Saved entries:
=== Begin Enclosure ===

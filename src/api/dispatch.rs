//! Verb helpers shared by every endpoint.
//!
//! Each helper produces a single [`Call`]. The outcome is delivered exactly once: to the
//! callback when one was supplied, otherwise as the output of the call.
//!
//! With a callback the request is spawned onto the current Tokio runtime immediately and the
//! returned call is already resolved to `None`. Without one the request is sent when the call
//! is first polled.

use super::Classifieds;
use crate::error::{Error, TransportError};
use crate::response::Payload;
use crate::transport::{self, RawResponse, Request, Verb};
use crate::types::{Call, CallResult, Callback};
use futures::future;
use serde::Serialize;
use serde::de::DeserializeOwned;
use serde_json::Value;
use std::sync::Arc;
use url::Url;

impl Classifieds {
    pub(crate) fn do_get<T>(
        &self,
        url: Url,
        callback: Option<Callback<T>>,
    ) -> Call<T>
    where
        T: DeserializeOwned + Send + 'static,
    {
        self.dispatch(Request {
            verb: Verb::Get,
            url,
            body: None,
        }, callback)
    }

    pub(crate) fn do_post<T, B>(
        &self,
        url: Url,
        body: &B,
        callback: Option<Callback<T>>,
    ) -> Result<Call<T>, Error>
    where
        T: DeserializeOwned + Send + 'static,
        B: Serialize + ?Sized,
    {
        let body = serde_json::to_value(body).map_err(Error::Serialize)?;

        Ok(self.dispatch(Request {
            verb: Verb::Post,
            url,
            body: Some(body),
        }, callback))
    }

    pub(crate) fn do_delete<T, B>(
        &self,
        url: Url,
        body: Option<&B>,
        callback: Option<Callback<T>>,
    ) -> Result<Call<T>, Error>
    where
        T: DeserializeOwned + Send + 'static,
        B: Serialize + ?Sized,
    {
        let body = body
            .map(serde_json::to_value)
            .transpose()
            .map_err(Error::Serialize)?;

        Ok(self.dispatch(Request {
            verb: Verb::Delete,
            url,
            body,
        }, callback))
    }

    fn dispatch<T>(
        &self,
        request: Request,
        callback: Option<Callback<T>>,
    ) -> Call<T>
    where
        T: DeserializeOwned + Send + 'static,
    {
        let transport = Arc::clone(&self.transport);
        let task = async move {
            // the query string carries credentials
            log::debug!("{} {}", request.verb, request.url.path());

            transport::send(transport.as_ref(), &request)
                .await
                .and_then(decode_payload::<T>)
        };

        match callback {
            Some(callback) => {
                // Runs whether or not the returned call is polled.
                tokio::spawn(async move {
                    callback(task.await);
                });

                Box::pin(future::ready(None))
            },
            None => Box::pin(async move {
                Some(task.await)
            }),
        }
    }
}

/// Decodes a response body. Empty and falsy bodies are replaced with the status code.
pub(crate) fn decode_payload<T>(response: RawResponse) -> CallResult<T>
where
    T: DeserializeOwned,
{
    let RawResponse { status, body } = response;

    if body.iter().all(u8::is_ascii_whitespace) {
        log::debug!("Empty response body, delivering status {status}");
        return Ok(Payload::Status(status));
    }

    let value: Value = serde_json::from_slice(&body)?;

    if is_falsy(&value) {
        log::debug!("Falsy response body, delivering status {status}");
        return Ok(Payload::Status(status));
    }

    serde_json::from_value(value)
        .map(Payload::Data)
        .map_err(TransportError::Parse)
}

fn is_falsy(value: &Value) -> bool {
    match value {
        Value::Null => true,
        Value::Bool(value) => !value,
        Value::Number(number) => number.as_f64() == Some(0.0),
        Value::String(value) => value.is_empty(),
        Value::Array(_) | Value::Object(_) => false,
    }
}

#[cfg(test)]
mod tests {
    use super::*;
    use crate::response::MessageResponse;
    use reqwest::StatusCode;

    #[test]
    fn empty_body_becomes_status() {
        let response = RawResponse::new(StatusCode::NO_CONTENT, "");
        let payload = decode_payload::<MessageResponse>(response).unwrap();

        assert_eq!(payload, Payload::Status(StatusCode::NO_CONTENT));
    }

    #[test]
    fn falsy_bodies_become_status() {
        for body in ["null", "false", "0", "\"\"", "  \n"] {
            let response = RawResponse::new(StatusCode::OK, body);
            let payload = decode_payload::<MessageResponse>(response).unwrap();

            assert_eq!(payload.status(), Some(StatusCode::OK), "body {body:?}");
        }
    }

    #[test]
    fn decodes_body() {
        let response = RawResponse::new(StatusCode::OK, r#"{"message":"Listing deleted"}"#);
        let payload = decode_payload::<MessageResponse>(response).unwrap();

        assert_eq!(payload.data().and_then(|body| body.message.as_deref()), Some("Listing deleted"));
    }

    #[test]
    fn empty_object_is_data() {
        let response = RawResponse::new(StatusCode::OK, "{}");
        let payload = decode_payload::<MessageResponse>(response).unwrap();

        assert_eq!(payload, Payload::Data(MessageResponse::default()));
    }

    #[test]
    fn malformed_body_is_parse_error() {
        let response = RawResponse::new(StatusCode::OK, "<html>");
        let error = decode_payload::<MessageResponse>(response).unwrap_err();

        assert_eq!(error.name(), "ParseError");
    }
}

=== End Enclosure ===

Copy out each record from above, exactly.

Exercise output:
filename src/api/dispatch.rs
//! Verb helpers shared by every endpoint.
//!
//! Each helper produces a single [`Call`]. The outcome is delivered exactly once: to the
//! callback when one was supplied, otherwise as the output of the call.
//!
//! With a callback the request is spawned onto the current Tokio runtime immediately and the
//! returned call is already resolved to `None`. Without one the request is sent when the call
//! is first polled.

use super::Classifieds;
use crate::error::{Error, TransportError};
use crate::response::Payload;
use crate::transport::{self, RawResponse, Request, Verb};
use crate::types::{Call, CallResult, Callback};
use futures::future;
use serde::Serialize;
use serde::de::DeserializeOwned;
use serde_json::Value;
use std::sync::Arc;
use url::Url;

impl Classifieds {
    pub(crate) fn do_get<T>(
        &self,
        url: Url,
        callback: Option<Callback<T>>,
    ) -> Call<T>
    where
        T: DeserializeOwned + Send + 'static,
    {
        self.dispatch(Request {
            verb: Verb::Get,
            url,
            body: None,
        }, callback)
    }

    pub(crate) fn do_post<T, B>(
        &self,
        url: Url,
        body: &B,
        callback: Option<Callback<T>>,
    ) -> Result<Call<T>, Error>
    where
        T: DeserializeOwned + Send + 'static,
        B: Serialize + ?Sized,
    {
        let body = serde_json::to_value(body).map_err(Error::Serialize)?;

        Ok(self.dispatch(Request {
            verb: Verb::Post,
            url,
            body: Some(body),
        }, callback))
    }

    pub(crate) fn do_delete<T, B>(
        &self,
        url: Url,
        body: Option<&B>,
        callback: Option<Callback<T>>,
    ) -> Result<Call<T>, Error>
    where
        T: DeserializeOwned + Send + 'static,
        B: Serialize + ?Sized,
    {
        let body = body
            .map(serde_json::to_value)
            .transpose()
            .map_err(Error::Serialize)?;

        Ok(self.dispatch(Request {
            verb: Verb::Delete,
            url,
            body,
        }, callback))
    }

    fn dispatch<T>(
        &self,
        request: Request,
        callback: Option<Callback<T>>,
    ) -> Call<T>
    where
        T: DeserializeOwned + Send + 'static,
    {
        let transport = Arc::clone(&self.transport);
        let task = async move {
            // the query string carries credentials
            log::debug!("{} {}", request.verb, request.url.path());

            transport::send(transport.as_ref(), &request)
                .await
                .and_then(decode_payload::<T>)
        };

        match callback {
            Some(callback) => {
                // Runs whether or not the returned call is polled.
                tokio::spawn(async move {
                    callback(task.await);
                });

                Box::pin(future::ready(None))
            },
            None => Box::pin(async move {
                Some(task.await)
            }),
        }
    }
}

/// Decodes a response body. Empty and falsy bodies are replaced with the status code.
pub(crate) fn decode_payload<T>(response: RawResponse) -> CallResult<T>
where
    T: DeserializeOwned,
{
    let RawResponse { status, body } = response;

    if body.iter().all(u8::is_ascii_whitespace) {
        log::debug!("Empty response body, delivering status {status}");
        return Ok(Payload::Status(status));
    }

    let value: Value = serde_json::from_slice(&body)?;

    if is_falsy(&value) {
        log::debug!("Falsy response body, delivering status {status}");
        return Ok(Payload::Status(status));
    }

    serde_json::from_value(value)
        .map(Payload::Data)
        .map_err(TransportError::Parse)
}

fn is_falsy(value: &Value) -> bool {
    match value {
        Value::Null => true,
        Value::Bool(value) => !value,
        Value::Number(number) => number.as_f64() == Some(0.0),
        Value::String(value) => value.is_empty(),
        Value::Array(_) | Value::Object(_) => false,
    }
}

#[cfg(test)]
mod tests {
    use super::*;
    use crate::response::MessageResponse;
    use reqwest::StatusCode;

    #[test]
    fn empty_body_becomes_status() {
        let response = RawResponse::new(StatusCode::NO_CONTENT, "");
        let payload = decode_payload::<MessageResponse>(response).unwrap();

        assert_eq!(payload, Payload::Status(StatusCode::NO_CONTENT));
    }

    #[test]
    fn falsy_bodies_become_status() {
        for body in ["null", "false", "0", "\"\"", "  \n"] {
            let response = RawResponse::new(StatusCode::OK, body);
            let payload = decode_payload::<MessageResponse>(response).unwrap();

            assert_eq!(payload.status(), Some(StatusCode::OK), "body {body:?}");
        }
    }

    #[test]
    fn decodes_body() {
        let response = RawResponse::new(StatusCode::OK, r#"{"message":"Listing deleted"}"#);
        let payload = decode_payload::<MessageResponse>(response).unwrap();

        assert_eq!(payload.data().and_then(|body| body.message.as_deref()), Some("Listing deleted"));
    }

    #[test]
    fn empty_object_is_data() {
        let response = RawResponse::new(StatusCode::OK, "{}");
        let payload = decode_payload::<MessageResponse>(response).unwrap();

        assert_eq!(payload, Payload::Data(MessageResponse::default()));
    }

    #[test]
    fn malformed_body_is_parse_error() {
        let response = RawResponse::new(StatusCode::OK, "<html>");
        let error = decode_payload::<MessageResponse>(response).unwrap_err();

        assert_eq!(error.name(), "ParseError");
    }
}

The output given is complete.